Material for this exercise Start Marker

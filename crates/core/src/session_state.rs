use crate::coach::Coach;
use crate::questions::Difficulty;
use std::fmt;

pub const MIN_QUESTIONS: u8 = 1;
pub const MAX_QUESTIONS: u8 = 10;
pub const DEFAULT_QUESTIONS: u8 = 3;

/// What the user filled in on the setup form.
#[derive(Debug, Clone, PartialEq, Eq)]
pub struct InterviewSetup {
    pub position: String,
    pub difficulty: Difficulty,
    pub question_count: u8,
}

impl InterviewSetup {
    pub fn new(position: impl Into<String>, difficulty: Difficulty, question_count: u8) -> Self {
        Self {
            position: position.into().trim().to_string(),
            difficulty,
            question_count,
        }
    }

    fn validate(&self) -> Result<(), SessionError> {
        if self.position.is_empty() {
            return Err(SessionError::EmptyPosition);
        }
        if !(MIN_QUESTIONS..=MAX_QUESTIONS).contains(&self.question_count) {
            return Err(SessionError::InvalidQuestionCount(self.question_count));
        }
        Ok(())
    }
}

#[derive(Debug, Clone, Copy, PartialEq, Eq)]
pub enum InterviewState {
    NotStarted,
    InProgress,
    Finished,
}

impl fmt::Display for InterviewState {
    fn fmt(&self, f: &mut fmt::Formatter<'_>) -> fmt::Result {
        f.write_str(match self {
            InterviewState::NotStarted => "not started",
            InterviewState::InProgress => "in progress",
            InterviewState::Finished => "finished",
        })
    }
}

/// A user action on the interview.
#[derive(Debug, Clone, PartialEq)]
pub enum Event {
    Submit(InterviewSetup),
    EditAnswer(String),
    Previous,
    Next,
    Finish,
    Redo,
}

/// Result of a successfully handled event.
#[derive(Debug, Clone, PartialEq, Eq)]
pub enum Outcome {
    Started { questions: usize },
    /// The position was judged not to be a real job. Carries the message to
    /// show the user.
    Rejected(String),
    AnswerSaved,
    Moved { index: usize },
    /// A navigation guard did not hold; nothing changed.
    Unchanged,
    Finished,
    Reset,
}

#[derive(Debug, thiserror::Error)]
pub enum SessionError {
    #[error("Please enter the position you're interviewing for.")]
    EmptyPosition,
    #[error("Question count must be between 1 and 10, got {0}")]
    InvalidQuestionCount(u8),
    #[error("No usable questions came back from the model. Please try again.")]
    NoQuestions,
    #[error("Cannot {event} while the interview is {state}")]
    InvalidTransition {
        state: InterviewState,
        event: &'static str,
    },
    #[error("Failed to {action}: {source:#}")]
    Upstream {
        action: &'static str,
        source: anyhow::Error,
    },
}

/// Read-only projection of the session for rendering. Recomputed from the
/// session after every event.
#[derive(Debug, Clone, PartialEq, Eq)]
pub enum SessionView<'a> {
    Setup,
    Question {
        number: usize,
        total: usize,
        question: &'a str,
        answer: &'a str,
        can_go_back: bool,
        is_last: bool,
    },
    Feedback {
        feedback: &'a str,
    },
}

/// One interview attempt.
///
/// `answers` always has the same length as `questions`, and `current_index`
/// is a valid index into both while `started` is set. Upstream failures never
/// leave a half-applied transition behind: the session is only mutated after
/// every call for the event has succeeded.
#[derive(Debug, Clone, Default, PartialEq, Eq)]
pub struct InterviewSession {
    questions: Vec<String>,
    answers: Vec<String>,
    current_index: usize,
    started: bool,
    feedback: Option<String>,
    setup: Option<InterviewSetup>,
}

impl InterviewSession {
    pub fn new() -> Self {
        Self::default()
    }

    pub fn questions(&self) -> &[String] {
        &self.questions
    }

    pub fn answers(&self) -> &[String] {
        &self.answers
    }

    pub fn current_index(&self) -> usize {
        self.current_index
    }

    pub fn started(&self) -> bool {
        self.started
    }

    pub fn feedback(&self) -> Option<&str> {
        self.feedback.as_deref()
    }

    pub fn setup(&self) -> Option<&InterviewSetup> {
        self.setup.as_ref()
    }

    pub fn state(&self) -> InterviewState {
        match (self.started, &self.feedback) {
            (false, _) => InterviewState::NotStarted,
            (true, None) => InterviewState::InProgress,
            (true, Some(_)) => InterviewState::Finished,
        }
    }

    fn is_last_question(&self) -> bool {
        self.current_index + 1 == self.questions.len()
    }

    pub fn view(&self) -> SessionView<'_> {
        match self.state() {
            InterviewState::NotStarted => SessionView::Setup,
            InterviewState::InProgress => SessionView::Question {
                number: self.current_index + 1,
                total: self.questions.len(),
                question: &self.questions[self.current_index],
                answer: &self.answers[self.current_index],
                can_go_back: self.current_index > 0,
                is_last: self.is_last_question(),
            },
            InterviewState::Finished => SessionView::Feedback {
                feedback: self.feedback.as_deref().unwrap_or_default(),
            },
        }
    }

    /// Handles one event. Coach calls are only made by `Submit` and `Finish`.
    pub async fn apply<C>(&mut self, coach: &C, event: Event) -> Result<Outcome, SessionError>
    where
        C: Coach + ?Sized,
    {
        let outcome = match event {
            Event::Submit(setup) => self.submit(coach, setup).await,
            Event::EditAnswer(text) => self.edit_answer(text),
            Event::Previous => self.previous(),
            Event::Next => self.next(),
            Event::Finish => self.finish(coach).await,
            Event::Redo => self.redo(),
        };
        match &outcome {
            Ok(outcome) => tracing::debug!(?outcome, state = %self.state(), "Event applied"),
            Err(e) => tracing::warn!(error = %e, state = %self.state(), "Event not applied"),
        }
        outcome
    }

    fn require(&self, expected: InterviewState, event: &'static str) -> Result<(), SessionError> {
        let state = self.state();
        if state == expected {
            Ok(())
        } else {
            Err(SessionError::InvalidTransition { state, event })
        }
    }

    async fn submit<C>(&mut self, coach: &C, setup: InterviewSetup) -> Result<Outcome, SessionError>
    where
        C: Coach + ?Sized,
    {
        self.require(InterviewState::NotStarted, "start an interview")?;
        setup.validate()?;

        let valid = coach
            .is_valid_profession(&setup.position)
            .await
            .map_err(|source| SessionError::Upstream {
                action: "check the position",
                source,
            })?;
        if !valid {
            tracing::info!(position = %setup.position, "Position rejected");
            return Ok(Outcome::Rejected(format!(
                "Sorry, '{}' does not appear to be a valid profession. Please enter a real job title.",
                setup.position
            )));
        }

        let questions = coach
            .generate_questions(&setup.position, setup.difficulty, setup.question_count)
            .await
            .map_err(|source| SessionError::Upstream {
                action: "generate questions",
                source,
            })?;

        self.begin(setup, questions)
    }

    /// Populates the session in one step from freshly generated questions.
    fn begin(
        &mut self,
        setup: InterviewSetup,
        questions: Vec<String>,
    ) -> Result<Outcome, SessionError> {
        if questions.is_empty() {
            return Err(SessionError::NoQuestions);
        }
        tracing::info!(
            position = %setup.position,
            difficulty = %setup.difficulty,
            questions = questions.len(),
            "Interview started"
        );
        self.answers = vec![String::new(); questions.len()];
        self.questions = questions;
        self.current_index = 0;
        self.started = true;
        self.feedback = None;
        self.setup = Some(setup);
        Ok(Outcome::Started {
            questions: self.questions.len(),
        })
    }

    pub fn edit_answer(&mut self, text: String) -> Result<Outcome, SessionError> {
        self.require(InterviewState::InProgress, "edit an answer")?;
        self.answers[self.current_index] = text;
        Ok(Outcome::AnswerSaved)
    }

    pub fn previous(&mut self) -> Result<Outcome, SessionError> {
        self.require(InterviewState::InProgress, "go to the previous question")?;
        if self.current_index == 0 {
            return Ok(Outcome::Unchanged);
        }
        self.current_index -= 1;
        Ok(Outcome::Moved {
            index: self.current_index,
        })
    }

    pub fn next(&mut self) -> Result<Outcome, SessionError> {
        self.require(InterviewState::InProgress, "go to the next question")?;
        if self.is_last_question() {
            return Ok(Outcome::Unchanged);
        }
        self.current_index += 1;
        Ok(Outcome::Moved {
            index: self.current_index,
        })
    }

    async fn finish<C>(&mut self, coach: &C) -> Result<Outcome, SessionError>
    where
        C: Coach + ?Sized,
    {
        self.require(InterviewState::InProgress, "finish the interview")?;
        if !self.is_last_question() {
            return Ok(Outcome::Unchanged);
        }

        let feedback = coach
            .get_feedback(&self.questions, &self.answers)
            .await
            .map_err(|source| SessionError::Upstream {
                action: "get feedback",
                source,
            })?;
        tracing::info!(questions = self.questions.len(), "Interview finished");
        self.feedback = Some(feedback);
        Ok(Outcome::Finished)
    }

    fn redo(&mut self) -> Result<Outcome, SessionError> {
        self.require(InterviewState::Finished, "re-do the interview")?;
        Ok(self.reset())
    }

    /// Clears everything and returns to the setup form. Valid from any state.
    pub fn reset(&mut self) -> Outcome {
        *self = Self::default();
        Outcome::Reset
    }
}
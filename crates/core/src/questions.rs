use crate::completion::{ChatMessage, CompletionClient};
use anyhow::Result;
use std::fmt;
use std::str::FromStr;

const QUESTION_TEMPERATURE: f32 = 0.7;
const INTERVIEWER_PERSONA: &str = "You are a professional technical interviewer.";
const ITEM_DELIMITER: &str = ". ";

#[derive(Debug, Clone, Copy, PartialEq, Eq, Default)]
pub enum Difficulty {
    #[default]
    Easy,
    Medium,
    Hard,
}

impl Difficulty {
    pub const ALL: [Difficulty; 3] = [Difficulty::Easy, Difficulty::Medium, Difficulty::Hard];

    pub fn as_str(&self) -> &'static str {
        match self {
            Difficulty::Easy => "Easy",
            Difficulty::Medium => "Medium",
            Difficulty::Hard => "Hard",
        }
    }
}

impl fmt::Display for Difficulty {
    fn fmt(&self, f: &mut fmt::Formatter<'_>) -> fmt::Result {
        f.write_str(self.as_str())
    }
}

impl FromStr for Difficulty {
    type Err = String;

    fn from_str(s: &str) -> Result<Self, Self::Err> {
        match s.trim().to_lowercase().as_str() {
            "easy" => Ok(Difficulty::Easy),
            "medium" => Ok(Difficulty::Medium),
            "hard" => Ok(Difficulty::Hard),
            other => Err(format!("unknown difficulty '{other}' (expected Easy, Medium or Hard)")),
        }
    }
}

pub fn question_prompt(position: &str, difficulty: Difficulty, count: u8) -> String {
    format!(
        "Generate {count} {} level interview questions for the position of {position}. \
         Only return the questions as a numbered list.",
        difficulty.as_str().to_lowercase()
    )
}

/// Extracts questions from a numbered list. Only lines containing ". " are
/// kept, and each keeps the text after the first occurrence. A reply numbered
/// as "1)" therefore yields fewer questions than requested.
pub fn parse_numbered_list(reply: &str) -> Vec<String> {
    reply
        .split('\n')
        .filter_map(|line| {
            line.split_once(ITEM_DELIMITER)
                .map(|(_, question)| question.to_string())
        })
        .collect()
}

pub async fn generate_questions<C>(
    client: &C,
    position: &str,
    difficulty: Difficulty,
    count: u8,
) -> Result<Vec<String>>
where
    C: CompletionClient + ?Sized,
{
    let messages = vec![
        ChatMessage::system(INTERVIEWER_PERSONA),
        ChatMessage::user(question_prompt(position, difficulty, count)),
    ];
    let reply = client.complete(messages, QUESTION_TEMPERATURE).await?;
    let questions = parse_numbered_list(reply.trim());

    if questions.len() != usize::from(count) {
        tracing::warn!(
            requested = count,
            parsed = questions.len(),
            "Question list length differs from the requested count"
        );
    }
    Ok(questions)
}

#[cfg(test)]
mod tests {
    use super::*;
    use crate::completion::{MockCompletionClient, Role};

    #[test]
    fn test_strict_numbering_yields_every_question_in_order() {
        for count in 1..=10u8 {
            let reply = (1..=count)
                .map(|i| format!("{i}. Question number {i}?"))
                .collect::<Vec<_>>()
                .join("\n");
            let questions = parse_numbered_list(&reply);
            assert_eq!(questions.len(), usize::from(count));
            for (i, q) in questions.iter().enumerate() {
                assert_eq!(q, &format!("Question number {}?", i + 1));
            }
        }
    }

    #[test]
    fn test_lines_without_delimiter_are_dropped() {
        let questions = parse_numbered_list("1. A\nnote\n2. B");
        assert_eq!(questions, vec!["A".to_string(), "B".to_string()]);
    }

    #[test]
    fn test_only_first_delimiter_is_split() {
        let questions = parse_numbered_list("1. Define OOP. Give an example.");
        assert_eq!(questions, vec!["Define OOP. Give an example.".to_string()]);
    }

    #[test]
    fn test_parenthesised_numbering_is_not_recognised() {
        let questions = parse_numbered_list("1) What is Rust?\n2) What is Cargo?\n3. What is a crate?");
        assert_eq!(questions, vec!["What is a crate?".to_string()]);
    }

    #[test]
    fn test_difficulty_parsing_and_display() {
        assert_eq!("easy".parse::<Difficulty>().unwrap(), Difficulty::Easy);
        assert_eq!(" MEDIUM ".parse::<Difficulty>().unwrap(), Difficulty::Medium);
        assert_eq!("Hard".parse::<Difficulty>().unwrap(), Difficulty::Hard);
        assert!("impossible".parse::<Difficulty>().is_err());
        assert_eq!(Difficulty::Medium.to_string(), "Medium");
    }

    #[test]
    fn test_prompt_lowercases_difficulty() {
        assert_eq!(
            question_prompt("Data Analyst", Difficulty::Hard, 4),
            "Generate 4 hard level interview questions for the position of Data Analyst. \
             Only return the questions as a numbered list."
        );
    }

    #[tokio::test]
    async fn test_generate_questions_sends_persona_and_prompt() {
        let mut client = MockCompletionClient::new();
        client
            .expect_complete()
            .withf(|messages, temperature| {
                messages.len() == 2
                    && messages[0].role == Role::System
                    && messages[0].content == INTERVIEWER_PERSONA
                    && messages[1].role == Role::User
                    && messages[1].content.starts_with("Generate 2 easy level")
                    && (*temperature - 0.7).abs() < f32::EPSILON
            })
            .returning(|_, _| Ok("1. What is a variable?\n2. What is a loop?".to_string()))
            .once();

        let questions = generate_questions(&client, "Software Engineer", Difficulty::Easy, 2)
            .await
            .unwrap();
        assert_eq!(
            questions,
            vec!["What is a variable?".to_string(), "What is a loop?".to_string()]
        );
    }
}
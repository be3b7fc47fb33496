use anyhow::{Context, Result};
use async_trait::async_trait;
#[cfg(test)]
use mockall::automock;
use reqwest::Client;
use secrecy::{ExposeSecret, SecretString};
use serde::{Deserialize, Serialize};
use std::time::Duration;

pub const DEFAULT_BASE_URL: &str = "https://api.openai.com/v1";
pub const DEFAULT_CHAT_MODEL: &str = "gpt-3.5-turbo";

const REQUEST_TIMEOUT: Duration = Duration::from_secs(60);

#[derive(Debug, Clone, Copy, PartialEq, Eq, Serialize, Deserialize)]
#[serde(rename_all = "lowercase")]
pub enum Role {
    System,
    User,
}

#[derive(Debug, Clone, PartialEq, Serialize, Deserialize)]
pub struct ChatMessage {
    pub role: Role,
    pub content: String,
}

impl ChatMessage {
    pub fn system(content: impl Into<String>) -> Self {
        Self {
            role: Role::System,
            content: content.into(),
        }
    }

    pub fn user(content: impl Into<String>) -> Self {
        Self {
            role: Role::User,
            content: content.into(),
        }
    }
}

/// Body of a chat-completions request.
#[derive(Debug, Serialize)]
pub struct ChatRequest<'a> {
    pub model: &'a str,
    pub temperature: f32,
    pub messages: &'a [ChatMessage],
}

#[derive(Debug, Deserialize)]
pub struct LlmResponse {
    pub choices: Vec<Choice>,
}

#[derive(Debug, Deserialize)]
pub struct Choice {
    pub message: Message,
}

#[derive(Debug, Deserialize)]
pub struct Message {
    pub content: String,
}

impl LlmResponse {
    /// Returns the trimmed text of the first choice. Everything else in the
    /// response is ignored.
    pub fn into_text(self) -> Result<String> {
        let first = self
            .choices
            .into_iter()
            .next()
            .ok_or_else(|| anyhow::anyhow!("No response from LLM"))?;
        Ok(first.message.content.trim().to_string())
    }
}

// Everything that talks to the hosted model goes through this trait, so the
// coach can be exercised in tests with `MockCompletionClient` instead of
// making network calls.
#[cfg_attr(test, automock)]
#[async_trait]
pub trait CompletionClient: Send + Sync {
    async fn complete(&self, messages: Vec<ChatMessage>, temperature: f32) -> Result<String>;
}

pub struct OpenAiClient {
    client: Client,
    api_key: SecretString,
    model: String,
    base_url: String,
}

impl OpenAiClient {
    pub fn new(api_key: SecretString, model: String) -> Result<Self> {
        let client = Client::builder()
            .timeout(REQUEST_TIMEOUT)
            .build()
            .context("Failed to build HTTP client")?;
        Ok(Self {
            client,
            api_key,
            model,
            base_url: DEFAULT_BASE_URL.to_string(),
        })
    }

    pub fn with_base_url(mut self, base_url: &str) -> Self {
        self.base_url = base_url.trim_end_matches('/').to_string();
        self
    }

    pub fn model(&self) -> &str {
        &self.model
    }

    fn endpoint(&self) -> String {
        format!("{}/chat/completions", self.base_url)
    }
}

#[async_trait]
impl CompletionClient for OpenAiClient {
    async fn complete(&self, messages: Vec<ChatMessage>, temperature: f32) -> Result<String> {
        let body = ChatRequest {
            model: &self.model,
            temperature,
            messages: &messages,
        };
        tracing::debug!(
            model = %self.model,
            temperature,
            messages = messages.len(),
            "Sending chat completion request"
        );

        let resp = self
            .client
            .post(self.endpoint())
            .bearer_auth(self.api_key.expose_secret())
            .json(&body)
            .send()
            .await
            .context("Chat completion request failed")?;

        let status = resp.status();
        if !status.is_success() {
            let text = resp.text().await.unwrap_or_default();
            return Err(anyhow::anyhow!(
                "Chat completion returned {status}: {}",
                text.trim()
            ));
        }

        resp.json::<LlmResponse>()
            .await
            .context("Failed to decode chat completion response")?
            .into_text()
    }
}

#[cfg(test)]
mod tests {
    use super::*;
    use std::env;

    #[test]
    fn test_request_body_matches_chat_completions_shape() {
        let messages = vec![
            ChatMessage::system("You are a professional technical interviewer."),
            ChatMessage::user("Generate 2 easy level interview questions."),
        ];
        let body = ChatRequest {
            model: "gpt-3.5-turbo",
            temperature: 0.7,
            messages: &messages,
        };

        let json = serde_json::to_value(&body).unwrap();
        assert_eq!(json["model"], "gpt-3.5-turbo");
        assert_eq!(json["messages"][0]["role"], "system");
        assert_eq!(json["messages"][1]["role"], "user");
        assert_eq!(
            json["messages"][1]["content"],
            "Generate 2 easy level interview questions."
        );
        assert!((json["temperature"].as_f64().unwrap() - 0.7).abs() < 1e-6);
    }

    #[test]
    fn test_response_text_is_first_choice_trimmed() {
        let raw = r#"{
            "id": "chatcmpl-1",
            "choices": [
                { "index": 0, "message": { "role": "assistant", "content": "  Yes.\n" } },
                { "index": 1, "message": { "role": "assistant", "content": "No" } }
            ],
            "usage": { "total_tokens": 12 }
        }"#;
        let resp: LlmResponse = serde_json::from_str(raw).unwrap();
        assert_eq!(resp.into_text().unwrap(), "Yes.");
    }

    #[test]
    fn test_response_without_choices_is_an_error() {
        let resp: LlmResponse = serde_json::from_str(r#"{"choices": []}"#).unwrap();
        assert!(resp.into_text().is_err());
    }

    #[test]
    fn test_base_url_trailing_slash_is_dropped() {
        let client = OpenAiClient::new(SecretString::from("sk-test".to_string()), "gpt-4o".to_string())
            .unwrap()
            .with_base_url("http://localhost:8080/v1/");
        assert_eq!(client.endpoint(), "http://localhost:8080/v1/chat/completions");
        assert_eq!(client.model(), "gpt-4o");
    }

    // Live call against the OpenAI API. Ignored by default so `cargo test`
    // runs without a key; use `cargo test -- --ignored` to run it.
    #[tokio::test]
    #[ignore]
    async fn test_live_completion() {
        dotenvy::dotenv_override().ok();
        let api_key = env::var("OPENAI_API_KEY").expect("OPENAI_API_KEY not set");
        let client =
            OpenAiClient::new(SecretString::from(api_key), DEFAULT_CHAT_MODEL.to_string()).unwrap();

        let reply = client
            .complete(
                vec![ChatMessage::user("Reply with the single word: pong")],
                0.0,
            )
            .await
            .expect("completion failed");
        assert!(reply.to_lowercase().contains("pong"));
    }
}
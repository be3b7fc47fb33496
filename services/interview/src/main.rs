use anyhow::{Context, Result};
use clap::Parser;
use interview_core::{CoachClient, InterviewSession, OpenAiClient};
use interview_service::config::Config;
use interview_service::console::Console;
use tokio::io::BufReader;
use tracing_subscriber::fmt::time::ChronoLocal;

/// Practice job interviews with questions and feedback from a language model.
#[derive(Parser)]
#[command(version, about)]
struct Cli {}

#[tokio::main]
async fn main() -> Result<()> {
    let _cli = Cli::parse();

    // --- 1. Load Configuration ---
    let config = Config::from_env().context("Failed to load application configuration")?;

    // --- 2. Initialize Logging ---
    // Logs go to stderr so they don't interleave with the interview prompts.
    tracing_subscriber::fmt()
        .with_max_level(config.log_level)
        .with_timer(ChronoLocal::rfc_3339())
        .with_writer(std::io::stderr)
        .init();

    tracing::info!(
        model = %config.chat_model,
        key_source = ?config.key_source,
        "Configuration loaded successfully. Starting interview coach..."
    );

    // --- 3. Initialize API Client ---
    let mut client = OpenAiClient::new(config.openai_api_key, config.chat_model)
        .context("Failed to create OpenAI client")?;
    if let Some(base_url) = &config.base_url {
        client = client.with_base_url(base_url);
    }
    let coach = CoachClient::new(client);

    // --- 4. Run the interview loop ---
    let mut session = InterviewSession::new();
    let mut console = Console::new(BufReader::new(tokio::io::stdin()), tokio::io::stdout());
    console.run(&mut session, &coach).await?;

    tracing::info!("Shutting down...");
    Ok(())
}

Material for this exercise End Marker

**Work instructions**
In the records above, find every line with the word "length" and copy it.

**Result of the task**
/// `answers` always has the same length as `questions`, and `current_index`
            "Question list length differs from the requested count"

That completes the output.